(Source data begins)
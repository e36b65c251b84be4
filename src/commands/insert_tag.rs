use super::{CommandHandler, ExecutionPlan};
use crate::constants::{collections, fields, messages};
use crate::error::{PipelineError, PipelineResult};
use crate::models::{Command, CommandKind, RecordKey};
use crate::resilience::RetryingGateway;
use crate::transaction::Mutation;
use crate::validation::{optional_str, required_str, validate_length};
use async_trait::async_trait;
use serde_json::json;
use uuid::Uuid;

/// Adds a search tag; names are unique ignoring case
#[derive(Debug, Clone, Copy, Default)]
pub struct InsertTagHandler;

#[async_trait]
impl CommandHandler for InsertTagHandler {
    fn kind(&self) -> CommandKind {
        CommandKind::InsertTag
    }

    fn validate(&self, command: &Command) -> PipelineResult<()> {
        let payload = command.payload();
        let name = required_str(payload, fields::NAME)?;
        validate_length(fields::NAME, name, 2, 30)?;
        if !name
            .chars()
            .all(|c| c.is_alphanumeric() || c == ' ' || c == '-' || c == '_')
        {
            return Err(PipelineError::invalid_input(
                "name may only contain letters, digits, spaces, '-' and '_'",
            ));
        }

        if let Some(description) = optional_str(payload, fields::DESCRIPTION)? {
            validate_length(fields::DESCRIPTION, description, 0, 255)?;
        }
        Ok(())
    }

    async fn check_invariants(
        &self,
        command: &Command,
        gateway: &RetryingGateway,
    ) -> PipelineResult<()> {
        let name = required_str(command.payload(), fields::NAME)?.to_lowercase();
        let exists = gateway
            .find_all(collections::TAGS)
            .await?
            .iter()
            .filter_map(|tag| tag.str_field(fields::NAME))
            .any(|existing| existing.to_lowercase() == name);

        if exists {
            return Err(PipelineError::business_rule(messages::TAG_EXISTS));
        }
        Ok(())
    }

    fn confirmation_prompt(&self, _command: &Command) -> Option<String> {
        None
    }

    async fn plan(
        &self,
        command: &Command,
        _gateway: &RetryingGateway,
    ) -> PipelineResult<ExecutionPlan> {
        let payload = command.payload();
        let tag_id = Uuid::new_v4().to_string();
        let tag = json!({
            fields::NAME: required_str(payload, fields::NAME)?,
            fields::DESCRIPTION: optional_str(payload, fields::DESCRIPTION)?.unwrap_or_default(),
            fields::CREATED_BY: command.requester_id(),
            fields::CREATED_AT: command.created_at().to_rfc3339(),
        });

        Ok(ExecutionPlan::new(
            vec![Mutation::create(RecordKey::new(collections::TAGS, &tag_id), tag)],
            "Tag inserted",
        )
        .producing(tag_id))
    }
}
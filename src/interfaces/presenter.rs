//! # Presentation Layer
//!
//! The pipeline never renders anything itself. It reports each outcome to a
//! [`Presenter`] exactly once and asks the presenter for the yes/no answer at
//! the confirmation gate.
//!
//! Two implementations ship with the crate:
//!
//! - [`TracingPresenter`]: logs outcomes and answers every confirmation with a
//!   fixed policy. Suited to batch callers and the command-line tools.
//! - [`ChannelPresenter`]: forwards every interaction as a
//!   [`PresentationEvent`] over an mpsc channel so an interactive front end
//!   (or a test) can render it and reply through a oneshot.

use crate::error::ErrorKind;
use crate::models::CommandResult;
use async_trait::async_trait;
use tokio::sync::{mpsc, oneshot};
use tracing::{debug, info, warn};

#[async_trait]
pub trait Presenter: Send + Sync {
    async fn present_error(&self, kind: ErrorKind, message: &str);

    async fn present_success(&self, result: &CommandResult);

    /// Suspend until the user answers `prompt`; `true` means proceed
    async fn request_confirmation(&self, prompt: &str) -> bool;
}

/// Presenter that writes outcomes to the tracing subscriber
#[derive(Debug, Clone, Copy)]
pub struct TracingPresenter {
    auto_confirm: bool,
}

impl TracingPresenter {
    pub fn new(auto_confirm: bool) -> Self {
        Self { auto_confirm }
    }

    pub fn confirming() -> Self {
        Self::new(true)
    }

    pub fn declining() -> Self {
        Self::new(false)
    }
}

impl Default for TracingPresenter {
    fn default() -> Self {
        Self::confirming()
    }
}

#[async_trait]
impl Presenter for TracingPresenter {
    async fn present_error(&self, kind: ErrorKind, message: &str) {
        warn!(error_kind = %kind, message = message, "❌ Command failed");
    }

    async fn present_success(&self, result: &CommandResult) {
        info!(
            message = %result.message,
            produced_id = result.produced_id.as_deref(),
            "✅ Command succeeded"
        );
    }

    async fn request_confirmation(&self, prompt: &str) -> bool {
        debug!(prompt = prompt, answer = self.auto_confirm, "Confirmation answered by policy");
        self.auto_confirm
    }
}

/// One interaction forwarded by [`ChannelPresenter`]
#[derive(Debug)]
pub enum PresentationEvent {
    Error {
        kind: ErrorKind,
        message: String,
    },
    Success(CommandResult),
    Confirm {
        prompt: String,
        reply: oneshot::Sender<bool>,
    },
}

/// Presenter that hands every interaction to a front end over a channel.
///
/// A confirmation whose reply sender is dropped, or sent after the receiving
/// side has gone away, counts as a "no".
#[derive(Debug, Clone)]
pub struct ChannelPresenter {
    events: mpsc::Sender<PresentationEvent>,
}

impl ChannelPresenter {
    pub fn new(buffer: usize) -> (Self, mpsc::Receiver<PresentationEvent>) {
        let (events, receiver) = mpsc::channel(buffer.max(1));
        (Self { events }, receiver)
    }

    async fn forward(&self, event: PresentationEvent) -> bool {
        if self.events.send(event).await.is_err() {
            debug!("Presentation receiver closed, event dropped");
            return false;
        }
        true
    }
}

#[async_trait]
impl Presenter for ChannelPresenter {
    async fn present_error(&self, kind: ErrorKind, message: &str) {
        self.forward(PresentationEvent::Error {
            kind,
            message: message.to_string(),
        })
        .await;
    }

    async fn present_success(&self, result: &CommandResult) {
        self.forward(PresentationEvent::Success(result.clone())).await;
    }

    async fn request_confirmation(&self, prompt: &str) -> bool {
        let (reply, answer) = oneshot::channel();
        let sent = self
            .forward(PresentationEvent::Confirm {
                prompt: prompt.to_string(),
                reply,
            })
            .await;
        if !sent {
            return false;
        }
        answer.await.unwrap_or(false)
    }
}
(Source data ends)
Start with the line above that contains "# Presentation Layer" and stop after the line that contains "use crate::models::CommandResult;". Output those lines exactly, and only those.

//! # Presentation Layer
//!
//! The pipeline never renders anything itself. It reports each outcome to a
//! [`Presenter`] exactly once and asks the presenter for the yes/no answer at
//! the confirmation gate.
//!
//! Two implementations ship with the crate:
//!
//! - [`TracingPresenter`]: logs outcomes and answers every confirmation with a
//!   fixed policy. Suited to batch callers and the command-line tools.
//! - [`ChannelPresenter`]: forwards every interaction as a
//!   [`PresentationEvent`] over an mpsc channel so an interactive front end
//!   (or a test) can render it and reply through a oneshot.

use crate::error::ErrorKind;
use crate::models::CommandResult;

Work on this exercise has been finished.